**What is expected:**
Nothing in the entries may be altered; copy them in full.

**Materials provided:**
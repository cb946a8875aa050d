//! Narrow-band dilation: grow the rasterized band out to the requested
//! widths, one leaf ring of voxels per round.
//!
//! A boolean mask seeded from the current band topology is dilated by one
//! voxel (26-neighborhood) per round. Each newly covered voxel inherits
//! the closest-primitive candidate from its best 18-neighbor, re-measures
//! the exact distance to that polygon, and joins the band only when it
//! still fits the side's width. Rounds repeat until nothing is accepted.

use glam::{DVec3, IVec3, UVec4, Vec3};
use rayon::prelude::*;
use tracing::trace;

use super::ConvertError;
use crate::geom::{tri_to_point_dist_sqr, COORD_OFFSETS, INVALID_IDX};
use crate::interrupt::Interrupter;
use crate::tree::{LeafNode, Tree, LEAF_DIM};

/// Grow the band of `dist`/`index` to `ex_band`/`in_band` (world units).
#[allow(clippy::too_many_arguments)]
pub fn expand_narrow_band<I: Interrupter>(
    points: &[Vec3],
    polys: &[UVec4],
    dist: &mut Tree<f32>,
    index: &mut Tree<i32>,
    ex_band: f64,
    in_band: f64,
    voxel_size: f64,
    interrupter: &I,
) -> Result<(), ConvertError> {
    // Initial voxel mask: the current band topology.
    let mut mask: Tree<bool> = Tree::new(false);
    mask.topology_union(dist);

    preallocate_leaves(dist, ex_band, in_band, voxel_size, interrupter)?;

    index.topology_union(dist);

    let mut rounds = 0usize;
    while !mask.is_empty() {
        if interrupter.was_interrupted() {
            return Err(ConvertError::Interrupted);
        }

        mask.dilate_active();
        expand_round(
            points, polys, dist, index, &mut mask, ex_band, in_band, voxel_size,
        );
        mask.prune_inactive();
        rounds += 1;
    }
    trace!(rounds, "narrow-band expansion finished");

    Ok(())
}

/// Allocate the leaves the expansion will write into: each round touches
/// the six face-adjacent leaves of the previous ring, bounded per side by
/// `ceil(band / leaf_extent) + 1` rounds. Leaves diagonal to the band are
/// reached by later rounds once their face neighbors exist.
fn preallocate_leaves<I: Interrupter>(
    dist: &mut Tree<f32>,
    ex_band: f64,
    in_band: f64,
    voxel_size: f64,
    interrupter: &I,
) -> Result<(), ConvertError> {
    let leaf_extent = f64::from(LEAF_DIM - 1) * voxel_size;
    let in_rounds = (in_band / leaf_extent).ceil() as usize + 1;
    let ex_rounds = (ex_band / leaf_extent).ceil() as usize + 1;

    let face_steps = [
        IVec3::new(-LEAF_DIM, 0, 0),
        IVec3::new(LEAF_DIM, 0, 0),
        IVec3::new(0, -LEAF_DIM, 0),
        IVec3::new(0, LEAF_DIM, 0),
        IVec3::new(0, 0, -LEAF_DIM),
        IVec3::new(0, 0, LEAF_DIM),
    ];

    let mut current = dist.leaf_origins_sorted();
    for round in 0..in_rounds.max(ex_rounds) {
        if interrupter.was_interrupted() {
            return Err(ConvertError::Interrupted);
        }

        let mut fresh = Vec::with_capacity(2 * current.len());
        for origin in &current {
            // The side is judged by the leaf's origin voxel.
            let inside = dist.get_value(*origin) < 0.0;
            if inside && round >= in_rounds {
                continue;
            }
            if !inside && round >= ex_rounds {
                continue;
            }

            for step in face_steps {
                let neighbor = *origin + step;
                if dist.probe_leaf(neighbor).is_none() {
                    dist.touch_leaf(neighbor);
                    fresh.push(neighbor);
                }
            }
        }

        if fresh.is_empty() {
            break;
        }
        current = fresh;
    }
    Ok(())
}

/// Per-leaf write plan produced by the read-only measurement phase.
struct LeafPlan {
    origin: IVec3,
    /// Mask leaf has no backing dist/index leaves; all its voxels retire.
    retire: bool,
    accepts: Vec<(usize, f32, i32)>,
    rejects: Vec<usize>,
}

#[allow(clippy::too_many_arguments)]
fn expand_round(
    points: &[Vec3],
    polys: &[UVec4],
    dist: &mut Tree<f32>,
    index: &mut Tree<i32>,
    mask: &mut Tree<bool>,
    ex_band: f64,
    in_band: f64,
    voxel_size: f64,
) {
    let dist_ref: &Tree<f32> = dist;
    let index_ref: &Tree<i32> = index;
    let mask_leaves: Vec<&LeafNode<bool>> = mask.iter_leaves().collect();

    // Phase 1: measure against the pre-round band, leaf-parallel.
    let plans: Vec<LeafPlan> = mask_leaves
        .par_iter()
        .map(|mask_leaf| {
            let origin = mask_leaf.origin();

            let (Some(dist_leaf), Some(_)) = (
                dist_ref.probe_leaf(origin),
                index_ref.probe_leaf(origin),
            ) else {
                return LeafPlan {
                    origin,
                    retire: true,
                    accepts: Vec::new(),
                    rejects: Vec::new(),
                };
            };

            let mut accepts = Vec::new();
            let mut rejects = Vec::new();

            for pos in mask_leaf.iter_on() {
                if dist_leaf.is_on(pos) {
                    rejects.push(pos);
                    continue;
                }

                let ijk = mask_leaf.pos_to_coord(pos);
                let Some(prim) = closest_neighbor_prim(dist_ref, index_ref, ijk) else {
                    rejects.push(pos);
                    continue;
                };

                let d = dist_to_prim(points, polys, prim, ijk) * voxel_size;
                let inside = dist_leaf.value(pos) < 0.0;

                if !inside && d < ex_band {
                    accepts.push((pos, d as f32, prim));
                } else if inside && d < in_band {
                    accepts.push((pos, -(d as f32), prim));
                } else {
                    rejects.push(pos);
                }
            }

            LeafPlan {
                origin,
                retire: false,
                accepts,
                rejects,
            }
        })
        .collect();

    // Phase 2: apply.
    for plan in plans {
        let mask_leaf = mask
            .probe_leaf_mut(plan.origin)
            .expect("mask leaf vanished mid-round");

        if plan.retire {
            mask_leaf.set_all_off();
            continue;
        }
        for pos in plan.rejects {
            mask_leaf.set_off(pos);
        }
        if plan.accepts.is_empty() {
            continue;
        }

        let dist_leaf = dist.probe_leaf_mut(plan.origin).expect("preallocated");
        for &(pos, value, _) in &plan.accepts {
            dist_leaf.set_value_on(pos, value);
        }
        let index_leaf = index.probe_leaf_mut(plan.origin).expect("unioned");
        for &(pos, _, prim) in &plan.accepts {
            index_leaf.set_value_on(pos, prim);
        }
    }
}

/// Primitive recorded at the 18-neighbor with the smallest `|dist|`.
fn closest_neighbor_prim(dist: &Tree<f32>, index: &Tree<i32>, ijk: IVec3) -> Option<i32> {
    let mut best = f32::MAX;
    let mut prim = INVALID_IDX as i32;
    for offset in &COORD_OFFSETS[..18] {
        let n_ijk = ijk + *offset;
        if let Some(v) = dist.probe_value(n_ijk) {
            let magnitude = v.abs();
            if magnitude < best {
                best = magnitude;
                prim = index.get_value(n_ijk);
            }
        }
    }
    (prim >= 0).then_some(prim)
}

/// Exact index-space distance from the voxel center to polygon `prim`.
fn dist_to_prim(points: &[Vec3], polys: &[UVec4], prim: i32, ijk: IVec3) -> f64 {
    let center = ijk.as_dvec3();
    let verts = polys[prim as usize];

    let p0: DVec3 = points[verts.x as usize].as_dvec3();
    let p1 = points[verts.y as usize].as_dvec3();
    let p2 = points[verts.z as usize].as_dvec3();

    let mut dist = tri_to_point_dist_sqr(p0, p1, p2, center);
    if verts.w != INVALID_IDX {
        let p3 = points[verts.w as usize].as_dvec3();
        let second = tri_to_point_dist_sqr(p0, p3, p2, center);
        if second < dist {
            dist = second;
        }
    }
    dist.sqrt()
}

**Task solution:**
repository cb946a8875aa050d
//! Narrow-band dilation: grow the rasterized band out to the requested
//! widths, one leaf ring of voxels per round.
//!
//! A boolean mask seeded from the current band topology is dilated by one
//! voxel (26-neighborhood) per round. Each newly covered voxel inherits
//! the closest-primitive candidate from its best 18-neighbor, re-measures
//! the exact distance to that polygon, and joins the band only when it
//! still fits the side's width. Rounds repeat until nothing is accepted.

use glam::{DVec3, IVec3, UVec4, Vec3};
use rayon::prelude::*;
use tracing::trace;

use super::ConvertError;
use crate::geom::{tri_to_point_dist_sqr, COORD_OFFSETS, INVALID_IDX};
use crate::interrupt::Interrupter;
use crate::tree::{LeafNode, Tree, LEAF_DIM};

/// Grow the band of `dist`/`index` to `ex_band`/`in_band` (world units).
#[allow(clippy::too_many_arguments)]
pub fn expand_narrow_band<I: Interrupter>(
    points: &[Vec3],
    polys: &[UVec4],
    dist: &mut Tree<f32>,
    index: &mut Tree<i32>,
    ex_band: f64,
    in_band: f64,
    voxel_size: f64,
    interrupter: &I,
) -> Result<(), ConvertError> {
    // Initial voxel mask: the current band topology.
    let mut mask: Tree<bool> = Tree::new(false);
    mask.topology_union(dist);

    preallocate_leaves(dist, ex_band, in_band, voxel_size, interrupter)?;

    index.topology_union(dist);

    let mut rounds = 0usize;
    while !mask.is_empty() {
        if interrupter.was_interrupted() {
            return Err(ConvertError::Interrupted);
        }

        mask.dilate_active();
        expand_round(
            points, polys, dist, index, &mut mask, ex_band, in_band, voxel_size,
        );
        mask.prune_inactive();
        rounds += 1;
    }
    trace!(rounds, "narrow-band expansion finished");

    Ok(())
}

/// Allocate the leaves the expansion will write into: each round touches
/// the six face-adjacent leaves of the previous ring, bounded per side by
/// `ceil(band / leaf_extent) + 1` rounds. Leaves diagonal to the band are
/// reached by later rounds once their face neighbors exist.
fn preallocate_leaves<I: Interrupter>(
    dist: &mut Tree<f32>,
    ex_band: f64,
    in_band: f64,
    voxel_size: f64,
    interrupter: &I,
) -> Result<(), ConvertError> {
    let leaf_extent = f64::from(LEAF_DIM - 1) * voxel_size;
    let in_rounds = (in_band / leaf_extent).ceil() as usize + 1;
    let ex_rounds = (ex_band / leaf_extent).ceil() as usize + 1;

    let face_steps = [
        IVec3::new(-LEAF_DIM, 0, 0),
        IVec3::new(LEAF_DIM, 0, 0),
        IVec3::new(0, -LEAF_DIM, 0),
        IVec3::new(0, LEAF_DIM, 0),
        IVec3::new(0, 0, -LEAF_DIM),
        IVec3::new(0, 0, LEAF_DIM),
    ];

    let mut current = dist.leaf_origins_sorted();
    for round in 0..in_rounds.max(ex_rounds) {
        if interrupter.was_interrupted() {
            return Err(ConvertError::Interrupted);
        }

        let mut fresh = Vec::with_capacity(2 * current.len());
        for origin in &current {
            // The side is judged by the leaf's origin voxel.
            let inside = dist.get_value(*origin) < 0.0;
            if inside && round >= in_rounds {
                continue;
            }
            if !inside && round >= ex_rounds {
                continue;
            }

            for step in face_steps {
                let neighbor = *origin + step;
                if dist.probe_leaf(neighbor).is_none() {
                    dist.touch_leaf(neighbor);
                    fresh.push(neighbor);
                }
            }
        }

        if fresh.is_empty() {
            break;
        }
        current = fresh;
    }
    Ok(())
}

/// Per-leaf write plan produced by the read-only measurement phase.
struct LeafPlan {
    origin: IVec3,
    /// Mask leaf has no backing dist/index leaves; all its voxels retire.
    retire: bool,
    accepts: Vec<(usize, f32, i32)>,
    rejects: Vec<usize>,
}

#[allow(clippy::too_many_arguments)]
fn expand_round(
    points: &[Vec3],
    polys: &[UVec4],
    dist: &mut Tree<f32>,
    index: &mut Tree<i32>,
    mask: &mut Tree<bool>,
    ex_band: f64,
    in_band: f64,
    voxel_size: f64,
) {
    let dist_ref: &Tree<f32> = dist;
    let index_ref: &Tree<i32> = index;
    let mask_leaves: Vec<&LeafNode<bool>> = mask.iter_leaves().collect();

    // Phase 1: measure against the pre-round band, leaf-parallel.
    let plans: Vec<LeafPlan> = mask_leaves
        .par_iter()
        .map(|mask_leaf| {
            let origin = mask_leaf.origin();

            let (Some(dist_leaf), Some(_)) = (
                dist_ref.probe_leaf(origin),
                index_ref.probe_leaf(origin),
            ) else {
                return LeafPlan {
                    origin,
                    retire: true,
                    accepts: Vec::new(),
                    rejects: Vec::new(),
                };
            };

            let mut accepts = Vec::new();
            let mut rejects = Vec::new();

            for pos in mask_leaf.iter_on() {
                if dist_leaf.is_on(pos) {
                    rejects.push(pos);
                    continue;
                }

                let ijk = mask_leaf.pos_to_coord(pos);
                let Some(prim) = closest_neighbor_prim(dist_ref, index_ref, ijk) else {
                    rejects.push(pos);
                    continue;
                };

                let d = dist_to_prim(points, polys, prim, ijk) * voxel_size;
                let inside = dist_leaf.value(pos) < 0.0;

                if !inside && d < ex_band {
                    accepts.push((pos, d as f32, prim));
                } else if inside && d < in_band {
                    accepts.push((pos, -(d as f32), prim));
                } else {
                    rejects.push(pos);
                }
            }

            LeafPlan {
                origin,
                retire: false,
                accepts,
                rejects,
            }
        })
        .collect();

    // Phase 2: apply.
    for plan in plans {
        let mask_leaf = mask
            .probe_leaf_mut(plan.origin)
            .expect("mask leaf vanished mid-round");

        if plan.retire {
            mask_leaf.set_all_off();
            continue;
        }
        for pos in plan.rejects {
            mask_leaf.set_off(pos);
        }
        if plan.accepts.is_empty() {
            continue;
        }

        let dist_leaf = dist.probe_leaf_mut(plan.origin).expect("preallocated");
        for &(pos, value, _) in &plan.accepts {
            dist_leaf.set_value_on(pos, value);
        }
        let index_leaf = index.probe_leaf_mut(plan.origin).expect("unioned");
        for &(pos, _, prim) in &plan.accepts {
            index_leaf.set_value_on(pos, prim);
        }
    }
}

/// Primitive recorded at the 18-neighbor with the smallest `|dist|`.
fn closest_neighbor_prim(dist: &Tree<f32>, index: &Tree<i32>, ijk: IVec3) -> Option<i32> {
    let mut best = f32::MAX;
    let mut prim = INVALID_IDX as i32;
    for offset in &COORD_OFFSETS[..18] {
        let n_ijk = ijk + *offset;
        if let Some(v) = dist.probe_value(n_ijk) {
            let magnitude = v.abs();
            if magnitude < best {
                best = magnitude;
                prim = index.get_value(n_ijk);
            }
        }
    }
    (prim >= 0).then_some(prim)
}

/// Exact index-space distance from the voxel center to polygon `prim`.
fn dist_to_prim(points: &[Vec3], polys: &[UVec4], prim: i32, ijk: IVec3) -> f64 {
    let center = ijk.as_dvec3();
    let verts = polys[prim as usize];

    let p0: DVec3 = points[verts.x as usize].as_dvec3();
    let p1 = points[verts.y as usize].as_dvec3();
    let p2 = points[verts.z as usize].as_dvec3();

    let mut dist = tri_to_point_dist_sqr(p0, p1, p2, center);
    if verts.w != INVALID_IDX {
        let p3 = points[verts.w as usize].as_dvec3();
        let second = tri_to_point_dist_sqr(p0, p3, p2, center);
        if second < dist {
            dist = second;
        }
    }
    dist.sqrt()
}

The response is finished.